Beneath this task is a listing. State how many of its lines include the string "ServerInfo", giving nothing but the number.

[[ DATA FOR REVIEW, beginning ]]

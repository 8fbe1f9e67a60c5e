//! MCP protocol type definitions
//!
//! Types for the Model Context Protocol used for tool invocation.

use serde::{Deserialize, Serialize};
use serde_json::Value;

use crate::error::GmailMcpError;

/// JSON-RPC version
pub const JSONRPC_VERSION: &str = "2.0";

/// MCP protocol version
pub const MCP_VERSION: &str = "2024-11-05";

/// JSON-RPC request or notification
#[derive(Debug, Clone, Serialize, Deserialize)]
pub struct JsonRpcRequest {
    /// JSON-RPC version (always "2.0")
    pub jsonrpc: String,

    /// Request ID; absent for notifications
    #[serde(default, skip_serializing_if = "Option::is_none")]
    pub id: Option<RequestId>,

    /// Method name
    pub method: String,

    /// Method parameters
    #[serde(default, skip_serializing_if = "Option::is_none")]
    pub params: Option<Value>,
}

/// JSON-RPC response
#[derive(Debug, Clone, Serialize, Deserialize)]
pub struct JsonRpcResponse {
    /// JSON-RPC version
    pub jsonrpc: String,

    /// Request ID (null when the request could not be parsed)
    pub id: Option<RequestId>,

    /// Result (on success)
    #[serde(skip_serializing_if = "Option::is_none")]
    pub result: Option<Value>,

    /// Error (on failure)
    #[serde(skip_serializing_if = "Option::is_none")]
    pub error: Option<JsonRpcError>,
}

impl JsonRpcResponse {
    /// Create a success response
    pub fn success(id: Option<RequestId>, result: Value) -> Self {
        Self {
            jsonrpc: JSONRPC_VERSION.to_string(),
            id,
            result: Some(result),
            error: None,
        }
    }

    /// Create an error response
    pub fn error(id: Option<RequestId>, error: JsonRpcError) -> Self {
        Self {
            jsonrpc: JSONRPC_VERSION.to_string(),
            id,
            result: None,
            error: Some(error),
        }
    }
}

/// Request ID (can be string or number)
#[derive(Debug, Clone, Serialize, Deserialize, PartialEq, Eq, Hash)]
#[serde(untagged)]
pub enum RequestId {
    String(String),
    Number(i64),
}

/// JSON-RPC error
#[derive(Debug, Clone, Serialize, Deserialize)]
pub struct JsonRpcError {
    /// Error code
    pub code: i32,

    /// Error message
    pub message: String,

    /// Additional data
    #[serde(skip_serializing_if = "Option::is_none")]
    pub data: Option<Value>,
}

impl JsonRpcError {
    /// Parse error (-32700)
    pub fn parse_error(message: impl Into<String>) -> Self {
        Self {
            code: -32700,
            message: message.into(),
            data: None,
        }
    }

    /// Invalid request (-32600)
    pub fn invalid_request(message: impl Into<String>) -> Self {
        Self {
            code: -32600,
            message: message.into(),
            data: None,
        }
    }

    /// Method not found (-32601)
    pub fn method_not_found(method: impl Into<String>) -> Self {
        Self {
            code: -32601,
            message: format!("Method not found: {}", method.into()),
            data: None,
        }
    }

    /// Internal error (-32603)
    pub fn internal_error(message: impl Into<String>) -> Self {
        Self {
            code: -32603,
            message: message.into(),
            data: None,
        }
    }
}

/// MCP server info
#[derive(Debug, Clone, Serialize, Deserialize)]
pub struct ServerInfo {
    pub name: String,
    pub version: String,
}

/// MCP server capabilities
#[derive(Debug, Clone, Serialize, Deserialize, Default)]
pub struct ServerCapabilities {
    /// Tool capabilities
    #[serde(default, skip_serializing_if = "Option::is_none")]
    pub tools: Option<ToolsCapability>,
}

/// Tools capability marker
#[derive(Debug, Clone, Serialize, Deserialize, Default)]
#[serde(rename_all = "camelCase")]
pub struct ToolsCapability {
    #[serde(default)]
    pub list_changed: bool,
}

/// Initialize result
#[derive(Debug, Clone, Serialize, Deserialize)]
#[serde(rename_all = "camelCase")]
pub struct InitializeResult {
    /// Protocol version
    pub protocol_version: String,

    /// Server info
    pub server_info: ServerInfo,

    /// Server capabilities
    pub capabilities: ServerCapabilities,
}

/// Tool definition
#[derive(Debug, Clone, Serialize, Deserialize)]
#[serde(rename_all = "camelCase")]
pub struct Tool {
    /// Tool name
    pub name: String,

    /// Tool description
    #[serde(skip_serializing_if = "Option::is_none")]
    pub description: Option<String>,

    /// Input schema (JSON Schema)
    pub input_schema: Value,
}

/// List tools result
#[derive(Debug, Clone, Serialize, Deserialize)]
pub struct ListToolsResult {
    pub tools: Vec<Tool>,
}

/// Call tool params
#[derive(Debug, Clone, Serialize, Deserialize)]
pub struct CallToolParams {
    /// Tool name
    pub name: String,

    /// Tool arguments
    #[serde(default)]
    pub arguments: Value,
}

/// Tool result content item
#[derive(Debug, Clone, Serialize, Deserialize)]
#[serde(tag = "type")]
pub enum ToolResultContent {
    /// Text content
    #[serde(rename = "text")]
    Text { text: String },
}

/// Call tool result
#[derive(Debug, Clone, Serialize, Deserialize)]
#[serde(rename_all = "camelCase")]
pub struct CallToolResult {
    /// Result content
    pub content: Vec<ToolResultContent>,

    /// Machine-readable copy of the payload
    #[serde(default, skip_serializing_if = "Option::is_none")]
    pub structured_content: Option<Value>,

    /// Whether the tool call resulted in an error
    #[serde(default, skip_serializing_if = "std::ops::Not::not")]
    pub is_error: bool,
}

impl CallToolResult {
    /// Create a result carrying a JSON payload as text and structured content
    pub fn json(payload: Value) -> Self {
        let text = serde_json::to_string_pretty(&payload).unwrap_or_else(|_| payload.to_string());
        Self {
            content: vec![ToolResultContent::Text { text }],
            structured_content: Some(payload),
            is_error: false,
        }
    }

    /// Create a structured failure naming the error kind
    pub fn failure(err: &GmailMcpError) -> Self {
        let payload = serde_json::json!({
            "error": {
                "kind": err.kind(),
                "message": err.to_string(),
            }
        });
        Self {
            is_error: true,
            ..Self::json(payload)
        }
    }

    /// Text of the first content item
    pub fn first_text(&self) -> Option<&str> {
        self.content.first().map(|c| match c {
            ToolResultContent::Text { text } => text.as_str(),
        })
    }
}

/// MCP methods
pub mod methods {
    pub const INITIALIZE: &str = "initialize";
    pub const INITIALIZED: &str = "notifications/initialized";
    pub const LIST_TOOLS: &str = "tools/list";
    pub const CALL_TOOL: &str = "tools/call";
    pub const PING: &str = "ping";
}

#[cfg(test)]
mod tests {
    use super::*;
    use crate::error::{GmailApiError, GmailMcpError};

    #[test]
    fn test_request_deserialize() {
        let json = r#"{"jsonrpc":"2.0","id":1,"method":"tools/list"}"#;
        let req: JsonRpcRequest = serde_json::from_str(json).unwrap();
        assert_eq!(req.method, "tools/list");
        assert_eq!(req.id, Some(RequestId::Number(1)));
    }

    #[test]
    fn test_notification_deserialize() {
        let json = r#"{"jsonrpc":"2.0","method":"notifications/initialized"}"#;
        let req: JsonRpcRequest = serde_json::from_str(json).unwrap();
        assert!(req.id.is_none());
    }

    #[test]
    fn test_response_serialize() {
        let resp = JsonRpcResponse::success(
            Some(RequestId::String("a".to_string())),
            serde_json::json!({"test": true}),
        );
        let json = serde_json::to_string(&resp).unwrap();
        assert!(json.contains("\"result\""));
        assert!(json.contains("\"id\":\"a\""));
        assert!(!json.contains("\"error\""));
    }

    #[test]
    fn test_tool_result() {
        let result = CallToolResult::json(serde_json::json!({"count": 0}));
        assert!(!result.is_error);
        assert!(result.first_text().unwrap().contains("\"count\": 0"));

        let value = serde_json::to_value(&result).unwrap();
        assert!(value.get("isError").is_none());
        assert_eq!(value["structuredContent"]["count"], 0);
    }

    #[test]
    fn test_failure_result() {
        let err = GmailMcpError::Gmail(GmailApiError::ThreadNotFound {
            thread_id: "t9".to_string(),
        });
        let result = CallToolResult::failure(&err);
        assert!(result.is_error);

        let structured = result.structured_content.as_ref().unwrap();
        assert_eq!(structured["error"]["kind"], "ThreadNotFound");
        assert!(structured["error"]["message"].as_str().unwrap().contains("t9"));

        let value = serde_json::to_value(&result).unwrap();
        assert_eq!(value["isError"], true);
        assert_eq!(value["content"][0]["type"], "text");
    }
}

[[ DATA FOR REVIEW, end ]]

TASK SOLUTION: 2